CR-LSP backup provides end-to-end path protection for the entire LSP without time limitation. This is
different from FRR, which provides quick but temporary per-link or per-node protection on an LSP.
In the same TE tunnel, the LSP used to back up a primary LSP is called a secondary LSP. When the
ingress of a TE tunnel detects that the primary LSP is unavailable, it switches traffic to the secondary
LSP and after the primary LSP becomes available, switches traffic back. This is how LSP path
protection is achieved.
The following approaches are available for CR-LSP backup:
Hot backup where a secondary CR-LSP is created immediately after a primary CR-LSP is
created. MPLS TE switches traffic to the secondary CR-LSP after the primary CR-LSP fails.
Standard backup where a secondary CR-LSP is created to take over after the primary CR-LSP
fails.

FRR

FRR provides a quick per-link or per-node protection on an LSP.

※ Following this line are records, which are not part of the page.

//! # Parameter and Surface Grids
//!
//! Uniform sampling of the (u, v) parameter domain and row-major storage
//! for the sampled surface points.

use glam::DVec3;
use std::f64::consts::PI;

/// Returns `n` evenly spaced samples over `[start, stop]`, inclusive of
/// both endpoints.
///
/// # Example
///
/// ```rust
/// use mobius_geom::grid::linspace;
///
/// let samples = linspace(0.0, 1.0, 5);
/// assert_eq!(samples, vec![0.0, 0.25, 0.5, 0.75, 1.0]);
/// ```
pub fn linspace(start: f64, stop: f64, n: usize) -> Vec<f64> {
    if n == 0 {
        return Vec::new();
    }
    if n == 1 {
        return vec![start];
    }

    let step = (stop - start) / (n - 1) as f64;
    (0..n).map(|i| start + step * i as f64).collect()
}

/// Uniform sampling of the Möbius parameter domain.
///
/// `u` spans [0, 2π] around the ring, `v` spans [-width/2, width/2]
/// across the strip. Both sequences have the same length.
#[derive(Debug, Clone)]
pub struct ParamGrid {
    u: Vec<f64>,
    v: Vec<f64>,
}

impl ParamGrid {
    /// Samples the parameter domain at `resolution` points per direction.
    pub fn new(half_width: f64, resolution: usize) -> Self {
        Self {
            u: linspace(0.0, 2.0 * PI, resolution),
            v: linspace(-half_width, half_width, resolution),
        }
    }

    /// Returns the u samples.
    #[inline]
    pub fn u(&self) -> &[f64] {
        &self.u
    }

    /// Returns the v samples.
    #[inline]
    pub fn v(&self) -> &[f64] {
        &self.v
    }

    /// Returns the uniform spacing between consecutive u samples.
    #[inline]
    pub fn du(&self) -> f64 {
        self.u[1] - self.u[0]
    }

    /// Returns the uniform spacing between consecutive v samples.
    #[inline]
    pub fn dv(&self) -> f64 {
        self.v[1] - self.v[0]
    }
}

/// A rectangular grid of sampled surface points.
///
/// Points are stored row-major: rows indexed by v, columns by u. The
/// grid is immutable once built.
///
/// # Example
///
/// ```rust
/// use mobius_geom::grid::SurfaceGrid;
/// use glam::DVec3;
///
/// let points = vec![DVec3::ZERO, DVec3::X, DVec3::Y, DVec3::Z];
/// let grid = SurfaceGrid::from_points(points, 2, 2);
/// assert_eq!(grid.point(1, 0), DVec3::Y);
/// ```
#[derive(Debug, Clone)]
pub struct SurfaceGrid {
    points: Vec<DVec3>,
    rows: usize,
    cols: usize,
}

impl SurfaceGrid {
    /// Creates a grid from row-major points.
    ///
    /// # Panics
    ///
    /// Panics if `points.len() != rows * cols`.
    pub fn from_points(points: Vec<DVec3>, rows: usize, cols: usize) -> Self {
        assert_eq!(points.len(), rows * cols, "point count must match grid shape");
        Self { points, rows, cols }
    }

    /// Returns the number of rows (v samples).
    #[inline]
    pub fn rows(&self) -> usize {
        self.rows
    }

    /// Returns the number of columns (u samples).
    #[inline]
    pub fn cols(&self) -> usize {
        self.cols
    }

    /// Returns true if the grid holds no points.
    #[inline]
    pub fn is_empty(&self) -> bool {
        self.points.is_empty()
    }

    /// Returns the point at row `i`, column `j`.
    #[inline]
    pub fn point(&self, i: usize, j: usize) -> DVec3 {
        self.points[i * self.cols + j]
    }

    /// Returns all points in row-major order.
    #[inline]
    pub fn points(&self) -> &[DVec3] {
        &self.points
    }

    /// Computes the axis-aligned bounding box.
    ///
    /// Returns (min, max) corners of the bounding box.
    pub fn bounding_box(&self) -> (DVec3, DVec3) {
        if self.points.is_empty() {
            return (DVec3::ZERO, DVec3::ZERO);
        }

        let mut min = self.points[0];
        let mut max = self.points[0];

        for p in &self.points[1..] {
            min = min.min(*p);
            max = max.max(*p);
        }

        (min, max)
    }
}

#[cfg(test)]
mod tests {
    use super::*;

    #[test]
    fn test_linspace_endpoints() {
        let samples = linspace(0.0, 2.0 * PI, 100);
        assert_eq!(samples.len(), 100);
        assert_eq!(samples[0], 0.0);
        assert!((samples[99] - 2.0 * PI).abs() < 1e-12);
    }

    #[test]
    fn test_linspace_uniform_spacing() {
        let samples = linspace(-1.0, 1.0, 5);
        for pair in samples.windows(2) {
            assert!((pair[1] - pair[0] - 0.5).abs() < 1e-12);
        }
    }

    #[test]
    fn test_linspace_single_point() {
        assert_eq!(linspace(3.0, 7.0, 1), vec![3.0]);
    }

    #[test]
    fn test_linspace_empty() {
        assert!(linspace(0.0, 1.0, 0).is_empty());
    }

    #[test]
    fn test_param_grid_ranges() {
        let grid = ParamGrid::new(1.0, 50);
        assert_eq!(grid.u().len(), 50);
        assert_eq!(grid.v().len(), 50);
        assert_eq!(grid.u()[0], 0.0);
        assert!((grid.u()[49] - 2.0 * PI).abs() < 1e-12);
        assert_eq!(grid.v()[0], -1.0);
        assert!((grid.v()[49] - 1.0).abs() < 1e-12);
    }

    #[test]
    fn test_param_grid_spacings() {
        let grid = ParamGrid::new(1.0, 101);
        assert!((grid.du() - 2.0 * PI / 100.0).abs() < 1e-12);
        assert!((grid.dv() - 0.02).abs() < 1e-12);
    }

    #[test]
    fn test_surface_grid_indexing() {
        let points = vec![
            DVec3::new(0.0, 0.0, 0.0),
            DVec3::new(1.0, 0.0, 0.0),
            DVec3::new(0.0, 1.0, 0.0),
            DVec3::new(1.0, 1.0, 0.0),
        ];
        let grid = SurfaceGrid::from_points(points, 2, 2);
        assert_eq!(grid.rows(), 2);
        assert_eq!(grid.cols(), 2);
        assert_eq!(grid.point(0, 1), DVec3::new(1.0, 0.0, 0.0));
        assert_eq!(grid.point(1, 1), DVec3::new(1.0, 1.0, 0.0));
    }

    #[test]
    fn test_surface_grid_bounding_box() {
        let points = vec![
            DVec3::new(-1.0, -2.0, -3.0),
            DVec3::new(4.0, 5.0, 6.0),
            DVec3::ZERO,
            DVec3::ONE,
        ];
        let grid = SurfaceGrid::from_points(points, 2, 2);
        let (min, max) = grid.bounding_box();
        assert_eq!(min, DVec3::new(-1.0, -2.0, -3.0));
        assert_eq!(max, DVec3::new(4.0, 5.0, 6.0));
    }

    #[test]
    #[should_panic]
    fn test_surface_grid_shape_mismatch_panics() {
        SurfaceGrid::from_points(vec![DVec3::ZERO; 3], 2, 2);
    }
}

In this approach, once a link or node fails on a path, FRR comes up to reroute the path to a new link
or node to bypass the failed link or node. This can happen in as fast as 50 milliseconds, thereby
minimizing data loss.
Once a link or node on an LSP configured with FRR fails, traffic is switched to the protection link and
the ingress node of the LSP starts attempting to set up a new LSP.
The following are basic concepts of FRR:
Protected LSP—A primary LSP to be protected.
Bypass LSP—An LSP used to protect primary LSPs.